The corridor map behind the war map
Escobar pushes viewers to look beyond the military build-up and see the infrastructure struggle beneath it.
He describes Iran as an ancient bridge between East and West, and suggests Tehran could become “the capital of a new Eurasian project… somewhere between Shanghai and St. Petersburg.”
That isn’t just rhetoric. Escobar ties it to real projects: ports, rail lines, and trade corridors that reduce Eurasia’s dependence on Western-controlled routes and financial chokeholds. He highlights the International North–South Transportation Corridor (INSTC), linking Russia, Iran, and India. He says his recent documentary — produced with Iranian support and extensive access — follows that corridor from the Caspian through Iran to the Persian Gulf and the Sea of Oman.

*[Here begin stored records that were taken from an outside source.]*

//! Harvester engine: HTTP transport, crawling, content normalization and the
//! ingestion run that ties them to the filesystem.
mod config;
mod convert;
mod crawler;
mod discover;
mod filename;
mod ledger_store;
mod materialize;
mod normalize;
mod orchestrator;
mod persist;
mod rewrite;
mod transport;
mod types;

pub use config::{
    utc_timestamp, Clock, EngineConfig, DEFAULT_API_BASE, DEFAULT_PAGE_SIZE, DEFAULT_SITE_BASE,
    PROGRESS_FILENAME,
};
pub use convert::{atx_headings, Converter, Html2MdConverter};
pub use crawler::Crawler;
pub use discover::{
    MarkdownDiscovery, MarkupDiscovery, ResourceDiscovery, ResourceKind, ResourceRequest,
};
pub use filename::{resource_file_name, NameRegistry};
pub use ledger_store::LedgerStore;
pub use materialize::{MaterializeError, Materialized, Materializer};
pub use normalize::{detect_format, ContentFormat, NormalizedLesson, Normalizer};
pub use orchestrator::{IngestError, Ingestor};
pub use persist::{ensure_dir, write_atomic, PersistError};
pub use rewrite::{localize_image_references, LocalizedMarkdown};
pub use transport::{
    ByteStream, HttpResponse, ReqwestTransport, StreamResponse, Transport, TransportSettings,
};
pub use types::{FailureKind, FetchError, IngestEvent, NoopProgressSink, ProgressSink};
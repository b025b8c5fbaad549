use std::collections::{HashMap, HashSet};

use course_core::sanitize_filename;

/// Local file name for a remote resource: the percent-decoded basename of the
/// URL path with illegal characters stripped. `None` when nothing usable is
/// left (e.g. a URL ending in `/`).
pub fn resource_file_name(url: &str) -> Option<String> {
    let path = url.split(['?', '#']).next().unwrap_or(url);
    let decoded = match urlencoding::decode(path) {
        Ok(text) => text.into_owned(),
        Err(_) => String::from_utf8_lossy(&urlencoding::decode_binary(path.as_bytes())).into_owned(),
    };
    let basename = decoded.rsplit('/').next().unwrap_or_default();
    let name = sanitize_filename(basename);
    if name.is_empty() || name.chars().all(|c| c == '.') {
        None
    } else {
        Some(name)
    }
}

/// Per-lesson image name assignments.
///
/// The same URL always maps to the same name; a name already taken by a
/// different URL gets a positional `_<n>` suffix before its extension.
#[derive(Debug, Default)]
pub struct NameRegistry {
    by_url: HashMap<String, String>,
    taken: HashSet<String>,
}

impl NameRegistry {
    pub fn new() -> Self {
        Self::default()
    }

    pub fn assign(&mut self, url: &str, name: String) -> String {
        if let Some(existing) = self.by_url.get(url) {
            return existing.clone();
        }

        let mut candidate = name.clone();
        if self.taken.contains(&candidate) {
            let (stem, ext) = split_extension(&name);
            let mut position = self.by_url.len();
            loop {
                candidate = format!("{stem}_{position}{ext}");
                if !self.taken.contains(&candidate) {
                    break;
                }
                position += 1;
            }
        }

        self.taken.insert(candidate.clone());
        self.by_url.insert(url.to_string(), candidate.clone());
        candidate
    }
}

fn split_extension(name: &str) -> (&str, &str) {
    match name.rfind('.') {
        Some(index) if index > 0 => name.split_at(index),
        _ => (name, ""),
    }
}
use course_core::{ProgressLedger, UnitId};
use pretty_assertions::assert_eq;

fn init_logging() {
    engine_logging::initialize_for_tests();
}

fn ids(module: &str, lesson: &str) -> (UnitId, UnitId) {
    (UnitId::from(module), UnitId::from(lesson))
}

#[test]
fn marking_a_lesson_makes_it_completed() {
    init_logging();
    let mut ledger = ProgressLedger::new();
    let (module, lesson) = ids("11", "101");

    assert!(!ledger.is_completed("docker-basics", &module, &lesson));
    assert!(ledger.mark_completed("docker-basics", "Docker Basics", &module, &lesson));
    assert!(ledger.is_completed("docker-basics", &module, &lesson));

    let course = &ledger.courses["docker-basics"];
    assert_eq!(course.title, "Docker Basics");
    assert_eq!(course.completed_lessons["11"], vec!["101".to_string()]);
    assert!(course.completed_modules.is_empty());
}

#[test]
fn marking_twice_reports_no_change() {
    init_logging();
    let mut ledger = ProgressLedger::new();
    let (module, lesson) = ids("11", "101");

    assert!(ledger.mark_completed("k8s", "Kubernetes", &module, &lesson));
    let snapshot = ledger.clone();
    assert!(!ledger.mark_completed("k8s", "Kubernetes", &module, &lesson));
    assert_eq!(ledger, snapshot);
}

#[test]
fn completion_is_scoped_to_course_and_module() {
    let mut ledger = ProgressLedger::new();
    let (module, lesson) = ids("1", "7");
    ledger.mark_completed("a", "A", &module, &lesson);

    assert!(!ledger.is_completed("b", &module, &lesson));
    assert!(!ledger.is_completed("a", &UnitId::from("2"), &lesson));
    assert!(!ledger.is_completed("a", &module, &UnitId::from("8")));
}

#[test]
fn first_title_wins_for_a_course() {
    let mut ledger = ProgressLedger::new();
    let (module, lesson) = ids("1", "1");
    ledger.mark_completed("a", "Original", &module, &lesson);
    ledger.mark_completed("a", "Renamed", &module, &UnitId::from("2"));

    assert_eq!(ledger.courses["a"].title, "Original");
    assert_eq!(ledger.completed_lesson_count(), 2);
}

#[test]
fn module_markers_are_added_once() {
    let mut ledger = ProgressLedger::new();
    let module = UnitId::from("5");

    assert!(!ledger.is_module_completed("a", &module));
    assert!(ledger.mark_module_completed("a", "A", &module));
    assert!(!ledger.mark_module_completed("a", "A", &module));
    assert!(ledger.is_module_completed("a", &module));
    assert_eq!(ledger.courses["a"].completed_modules, vec!["5".to_string()]);
}

#[test]
fn serialized_shape_matches_progress_file() {
    let mut ledger = ProgressLedger::new();
    let (module, lesson) = ids("11", "101");
    ledger.mark_completed("docker-basics", "Docker Basics", &module, &lesson);
    ledger.stamp("2024-05-01T10:00:00.000000Z");

    let value = serde_json::to_value(&ledger).unwrap();
    assert_eq!(
        value,
        serde_json::json!({
            "last_updated": "2024-05-01T10:00:00.000000Z",
            "courses": {
                "docker-basics": {
                    "title": "Docker Basics",
                    "completed_modules": [],
                    "completed_lessons": { "11": ["101"] }
                }
            }
        })
    );
}

#[test]
fn progress_file_from_older_runs_is_readable() {
    let raw = r#"{
        "last_updated": null,
        "courses": {
            "linux": { "title": "Linux", "completed_lessons": { "3": ["30", "31"] } }
        }
    }"#;
    let ledger: ProgressLedger = serde_json::from_str(raw).unwrap();

    assert!(ledger.is_completed("linux", &UnitId::from("3"), &UnitId::from("31")));
    assert!(ledger.courses["linux"].completed_modules.is_empty());
    assert_eq!(ledger.last_updated, None);
}
use std::collections::{BTreeSet, HashMap};

use serde::{Deserialize, Serialize};

use super::nfa::Nfa;
use super::{AcceptAction, Alpha, Transition};
use crate::error::CompileError;

/// Deterministic finite automaton produced by subset construction.
#[derive(Debug, Clone)]
pub struct Dfa {
    pub desc: String,
    pub alphabet: Vec<Alpha>,
    pub start: usize,
    pub accepts: Vec<usize>,
    pub table: Vec<Vec<Transition>>,
    pub accept_actions: HashMap<usize, AcceptAction>,
}

impl Dfa {
    /// Subset construction. The initial DFA state is the ε-closure of the
    /// NFA start set; state sets are deduplicated by set equality. When a
    /// state has NFA `Any` edges, concrete transitions whose target equals
    /// the any-target are dropped as redundant; if any concrete transition
    /// survives, the any-target becomes an `Other` fallback edge instead.
    pub fn from_nfa(nfa: &Nfa, desc: &str) -> Dfa {
        let concrete: Vec<(usize, char)> = nfa
            .alphabet
            .iter()
            .enumerate()
            .filter_map(|(i, a)| match a {
                Alpha::Char(c) => Some((i, *c)),
                _ => None,
            })
            .collect();
        let any_index = nfa.alphabet.iter().position(|a| *a == Alpha::Any);

        let initial = nfa.epsilon_closure(&nfa.starts.iter().copied().collect());
        let mut sets: Vec<BTreeSet<usize>> = vec![initial.clone()];
        let mut index_of: HashMap<BTreeSet<usize>, usize> = HashMap::new();
        index_of.insert(initial, 0);

        let mut alphabet: Vec<Alpha> = Vec::new();
        let mut table: Vec<Vec<Transition>> = vec![Vec::new()];
        let mut worklist = vec![0usize];

        let alpha_index = |alphabet: &mut Vec<Alpha>, alpha: Alpha| -> usize {
            match alphabet.iter().position(|a| *a == alpha) {
                Some(i) => i,
                None => {
                    alphabet.push(alpha);
                    alphabet.len() - 1
                }
            }
        };

        while let Some(current) = worklist.pop() {
            let set = sets[current].clone();

            let any_target: BTreeSet<usize> = match any_index {
                Some(ai) => nfa.epsilon_closure(&nfa.move_set(&set, ai)),
                None => BTreeSet::new(),
            };

            // Concrete successors; `Any` edges also fire for every
            // non-newline character.
            let mut edges: Vec<(Alpha, BTreeSet<usize>)> = Vec::new();
            for (ci, c) in &concrete {
                let mut moved = nfa.move_set(&set, *ci);
                if *c != '\n' {
                    moved.extend(any_target.iter().copied());
                }
                if moved.is_empty() {
                    continue;
                }
                let closed = nfa.epsilon_closure(&moved);
                if !any_target.is_empty() && closed == any_target {
                    continue; // subsumed by the any-edge
                }
                edges.push((Alpha::Char(*c), closed));
            }

            if !any_target.is_empty() {
                let fallback = if edges.is_empty() {
                    Alpha::Any
                } else {
                    Alpha::Other
                };
                edges.push((fallback, any_target));
            }

            for (alpha, target_set) in edges {
                let target = match index_of.get(&target_set) {
                    Some(&i) => i,
                    None => {
                        let i = sets.len();
                        sets.push(target_set.clone());
                        index_of.insert(target_set, i);
                        table.push(Vec::new());
                        worklist.push(i);
                        i
                    }
                };
                let alpha = alpha_index(&mut alphabet, alpha);
                table[current].push(Transition { alpha, target });
            }
        }

        let mut accepts = Vec::new();
        let mut accept_actions = HashMap::new();
        for (i, set) in sets.iter().enumerate() {
            let mut best: Option<&AcceptAction> = None;
            for state in set {
                if nfa.accepts.contains(state) {
                    if let Some(action) = nfa.accept_actions.get(state) {
                        // Lowest order wins on merged accepting states.
                        if best.map_or(true, |b| action.order < b.order) {
                            best = Some(action);
                        }
                    }
                    if !accepts.contains(&i) {
                        accepts.push(i);
                    }
                }
            }
            if let Some(action) = best {
                accept_actions.insert(i, action.clone());
            }
        }

        Dfa {
            desc: desc.to_string(),
            alphabet,
            start: 0,
            accepts,
            table,
            accept_actions,
        }
    }

    /// Runtime transition: concrete edge first, then the any-edge, then the
    /// other-char fallback. Both fallbacks derive from NFA any-edges during
    /// construction, so neither fires on newline.
    pub fn next_state(&self, state: usize, c: char) -> Option<usize> {
        let row = &self.table[state];
        let mut any = None;
        let mut other = None;
        for edge in row {
            match self.alphabet[edge.alpha] {
                Alpha::Char(a) if a == c => return Some(edge.target),
                Alpha::Any => any = Some(edge.target),
                Alpha::Other => other = Some(edge.target),
                _ => {}
            }
        }
        if c == '\n' {
            return None;
        }
        any.or(other)
    }

    pub fn is_accepting(&self, state: usize) -> bool {
        self.accepts.contains(&state)
    }

    pub fn action(&self, state: usize) -> Option<&AcceptAction> {
        self.accept_actions.get(&state)
    }

    /// Whole-string acceptance, used by the NFA/DFA equivalence tests.
    pub fn accepts_str(&self, s: &str) -> bool {
        let mut state = self.start;
        for c in s.chars() {
            match self.next_state(state, c) {
                Some(next) => state = next,
                None => return false,
            }
        }
        self.is_accepting(state)
    }

    pub fn to_json(&self) -> String {
        let doc = NewSchema::from(self);
        serde_json::to_string_pretty(&doc).unwrap_or_default()
    }

    /// Load from either the current or the legacy JSON schema.
    pub fn from_json(json: &str) -> Result<Dfa, CompileError> {
        if let Ok(doc) = serde_json::from_str::<NewSchema>(json) {
            return Ok(doc.into_dfa());
        }
        match serde_json::from_str::<LegacySchema>(json) {
            Ok(doc) => Ok(doc.into_dfa()),
            Err(e) => Err(CompileError::Table(format!(
                "DFA JSON matches neither schema: {}",
                e
            ))),
        }
    }
}

#[derive(Serialize, Deserialize)]
struct StateAction {
    #[serde(rename = "stateIndex")]
    state_index: usize,
    action: AcceptAction,
}

#[derive(Serialize, Deserialize)]
struct NewSchema {
    desc: String,
    #[serde(rename = "symbolSet")]
    symbol_set: Vec<String>,
    #[serde(rename = "stateCount")]
    state_count: usize,
    #[serde(rename = "initialStateIndices")]
    initial_state_indices: Vec<usize>,
    #[serde(rename = "acceptingStateIndices")]
    accepting_state_indices: Vec<usize>,
    #[serde(rename = "transitionTable")]
    transition_table: Vec<Vec<NewEdge>>,
    #[serde(rename = "acceptingStateActions")]
    accepting_state_actions: Vec<StateAction>,
}

#[derive(Serialize, Deserialize)]
struct NewEdge {
    #[serde(rename = "inputSymbol")]
    input_symbol: usize,
    #[serde(rename = "targetStateIndex")]
    target_state_index: usize,
}

impl NewSchema {
    fn from(dfa: &Dfa) -> NewSchema {
        NewSchema {
            desc: dfa.desc.clone(),
            symbol_set: dfa.alphabet.iter().map(Alpha::encode).collect(),
            state_count: dfa.table.len(),
            initial_state_indices: vec![dfa.start],
            accepting_state_indices: dfa.accepts.clone(),
            transition_table: dfa
                .table
                .iter()
                .map(|row| {
                    row.iter()
                        .map(|e| NewEdge {
                            input_symbol: e.alpha,
                            target_state_index: e.target,
                        })
                        .collect()
                })
                .collect(),
            accepting_state_actions: {
                let mut actions: Vec<StateAction> = dfa
                    .accept_actions
                    .iter()
                    .map(|(state, action)| StateAction {
                        state_index: *state,
                        action: action.clone(),
                    })
                    .collect();
                actions.sort_by_key(|a| a.state_index);
                actions
            },
        }
    }

    fn into_dfa(self) -> Dfa {
        Dfa {
            desc: self.desc,
            alphabet: self.symbol_set.iter().map(|s| Alpha::decode(s)).collect(),
            start: self.initial_state_indices.first().copied().unwrap_or(0),
            accepts: self.accepting_state_indices,
            table: self
                .transition_table
                .into_iter()
                .map(|row| {
                    row.into_iter()
                        .map(|e| Transition {
                            alpha: e.input_symbol,
                            target: e.target_state_index,
                        })
                        .collect()
                })
                .collect(),
            accept_actions: self
                .accepting_state_actions
                .into_iter()
                .map(|a| (a.state_index, a.action))
                .collect(),
        }
    }
}

#[derive(Deserialize)]
struct LegacySchema {
    #[serde(default)]
    desc: String,
    alphabet: Vec<String>,
    #[serde(rename = "startStatesIndex")]
    start_states_index: Vec<usize>,
    #[serde(rename = "acceptStatesIndex")]
    accept_states_index: Vec<usize>,
    #[serde(rename = "transformAdjList")]
    transform_adj_list: Vec<Vec<LegacyEdge>>,
    #[serde(rename = "acceptActionMap")]
    accept_action_map: Vec<LegacyAction>,
}

#[derive(Deserialize)]
struct LegacyEdge {
    alpha: usize,
    target: usize,
}

#[derive(Deserialize)]
struct LegacyAction {
    // Field name preserved from the legacy producer, typo included.
    #[serde(rename = "accpetStateIndex")]
    accept_state_index: usize,
    action: AcceptAction,
}

impl LegacySchema {
    fn into_dfa(self) -> Dfa {
        Dfa {
            desc: self.desc,
            alphabet: self.alphabet.iter().map(|s| Alpha::decode(s)).collect(),
            start: self.start_states_index.first().copied().unwrap_or(0),
            accepts: self.accept_states_index,
            table: self
                .transform_adj_list
                .into_iter()
                .map(|row| {
                    row.into_iter()
                        .map(|e| Transition {
                            alpha: e.alpha,
                            target: e.target,
                        })
                        .collect()
                })
                .collect(),
            accept_actions: self
                .accept_action_map
                .into_iter()
                .map(|a| (a.accept_state_index, a.action))
                .collect(),
        }
    }
}
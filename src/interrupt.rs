use crate::ir::{IrFunc, IrProgram};

/// Post-pass emitters for the Minisys interrupt machinery. Both operate on
/// the assembly text the code generator already produced.

pub fn has_handlers(ir: &IrProgram) -> bool {
    ir.funcs.iter().any(|f| f.is_interrupt)
}

fn handler_names(ir: &IrProgram) -> Vec<String> {
    let mut names: Vec<String> = ir
        .funcs
        .iter()
        .filter(|f| f.is_interrupt)
        .map(|f| f.name.clone())
        .collect();
    names.sort();
    names
}

/// The interrupt vector table: one `j interruptServer<i>` per present
/// handler, in ascending order.
pub fn emit_entry(ir: &IrProgram) -> String {
    let mut out = String::new();
    out.push_str(".text\n");
    for name in handler_names(ir) {
        out.push_str(&format!("\tj {}\n", name));
        out.push_str("\tnop\n");
    }
    out
}

/// Extract one function's lines from the emitted assembly: from its label
/// to the next function label (function labels carry the frame comment,
/// inner labels do not).
fn function_body<'a>(asm: &'a str, ir: &IrProgram, name: &str) -> Vec<&'a str> {
    let func_labels: Vec<String> = ir
        .funcs
        .iter()
        .filter(|f: &&IrFunc| !f.entry_label.is_empty())
        .map(|f| format!("{}:", f.name))
        .collect();

    let mut body = Vec::new();
    let mut inside = false;
    for line in asm.lines() {
        let bare = line.trim();
        let is_func_label = func_labels.iter().any(|l| bare.starts_with(l.as_str()));
        if inside {
            if is_func_label || bare.starts_with('.') {
                break;
            }
            body.push(line);
        } else if bare.starts_with(&format!("{}:", name)) {
            inside = true;
        }
    }
    body
}

/// Registers the handler body mentions, in push order.
fn used_registers(body: &[&str]) -> Vec<String> {
    let mut regs = Vec::new();
    let mut push = |r: String| {
        if !regs.contains(&r) {
            regs.push(r);
        }
    };
    for line in body {
        let mut rest = *line;
        while let Some(pos) = rest.find('$') {
            let tail = &rest[pos..];
            let token: String = tail
                .chars()
                .take_while(|c| *c == '$' || c.is_ascii_alphanumeric())
                .collect();
            if token.starts_with("$s") || token.starts_with("$t") || token == "$ra" {
                if token != "$sp" {
                    push(token);
                }
            }
            rest = &tail[1..];
        }
    }
    regs
}

/// Wrap every interrupt handler with push/pop of the registers it touches
/// and terminate with `eret`. The `jr $ra` return (and its delay slot) is
/// replaced; an interrupt handler returns through `eret` only.
pub fn emit_handlers(asm: &str, ir: &IrProgram) -> String {
    let mut out = String::new();
    out.push_str(".text\n");

    for name in handler_names(ir) {
        let mut body = function_body(asm, ir, &name);
        let regs = used_registers(&body);

        // Drop the trailing `jr $ra` and its delay-slot nop.
        while matches!(body.last().map(|l| l.trim()), Some("nop")) {
            body.pop();
        }
        if matches!(body.last().map(|l| l.trim()), Some("jr $ra")) {
            body.pop();
        }

        out.push_str(&format!("{}:\n", name));
        for reg in &regs {
            out.push_str("\taddiu $sp, $sp, -4\n");
            out.push_str(&format!("\tsw {}, 0($sp)\n", reg));
        }
        for line in &body {
            out.push_str(line);
            out.push('\n');
        }
        for reg in regs.iter().rev() {
            out.push_str(&format!("\tlw {}, 0($sp)\n", reg));
            out.push_str("\tnop\n");
            out.push_str("\tnop\n");
            out.push_str("\taddiu $sp, $sp, 4\n");
        }
        out.push_str("\teret\n");
        out.push_str("\tnop\n");
    }
    out
}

For Escobar, corridors are power. And that is exactly why Iran matters so much. A strike on Iran is not only about nuclear claims or regional rivalries. It is also about interrupting Eurasian integration.
His slogan is the opposite of war logic: “Make connectivity corridors, not wars.” Or, in his updated protest line: “Make connectivity, not war.”
Hormuz: the fuse to a global economic shock
If Escobar has one warning designed to cut through noise, it is the Strait of Hormuz.
“If the Strait of Hormuz is blocked one way or another,” he said, “this will implode the global economy.” He links that to systemic financial fragility — especially the size of derivatives exposure — and argues a disruption could trigger cascading failures far beyond energy markets.
He also suggests Iran does not need a single dramatic shutdown. It can apply pressure gradually: an incremental blockade, “death by a thousand cuts,” using timing and tactics to disrupt flows, raise insurance costs, and shake confidence.
In other words, Iran’s leverage is global, not local. That is why Escobar believes Washington is playing with fire.
Iran’s posture: calm diplomacy, hard preparation
Escobar repeatedly describes Iranian officials as steady and prepared. He calls the foreign minister “self-confident” and “unflappable,” and says Iran’s security institutions appear psychologically ready for a serious confrontation.
He agrees with the interviewer’s point that Iran does not underestimate U.S. power. Instead, in this framing, Iran expects pain but believes it can endure — and retaliate in ways that make victory impossible for Washington.
Escobar is careful, however, to underline the human cost. He says it is easy to claim you should let an enemy “commit a mistake,” but that mistake will bring “a lot of suffering” and “blood.” War, in his view, is not a chess move. It is tragedy.
The crossroads
Escobar’s bottom line is that the world is approaching a decision point that could “seal what’s going to happen from now on in the major battlefield.”
He describes the battlefield in sweeping terms: on one side, the “empire of chaos” aligned with pro-Israel hardliners; on the other, BRICS and the Global South, building trade routes and strategic partnerships designed to outlast sanctions and coercion.
Whatever one thinks of Escobar’s language, the structure of his argument is consistent:
- Diplomacy is being squeezed by ultimatums and maximal demands.
- Military options are multiplying and may already be chosen inside Washington.
- Iran’s retaliation could expand the war across the region and into global shipping lanes.
- Russia and China’s backing changes the costs and the consequences.
- The deeper struggle is over Eurasian integration: trade corridors versus war corridors.
And that leads to his closing message: while headlines focus on bombing plans, a parallel story is unfolding across Eurasia — a push to build corridors, ports, and connectivity that shift power away from Western control.
Escobar wants readers to understand that Iran is not only a target. It is a hinge. And if Washington strikes it, the shock could travel far beyond Tehran.
The world, he suggests, is being offered two maps. One is a war map. The other is a corridor map. And which one wins may decide far more than the next battle.
“Make connectivity, not war,” he says.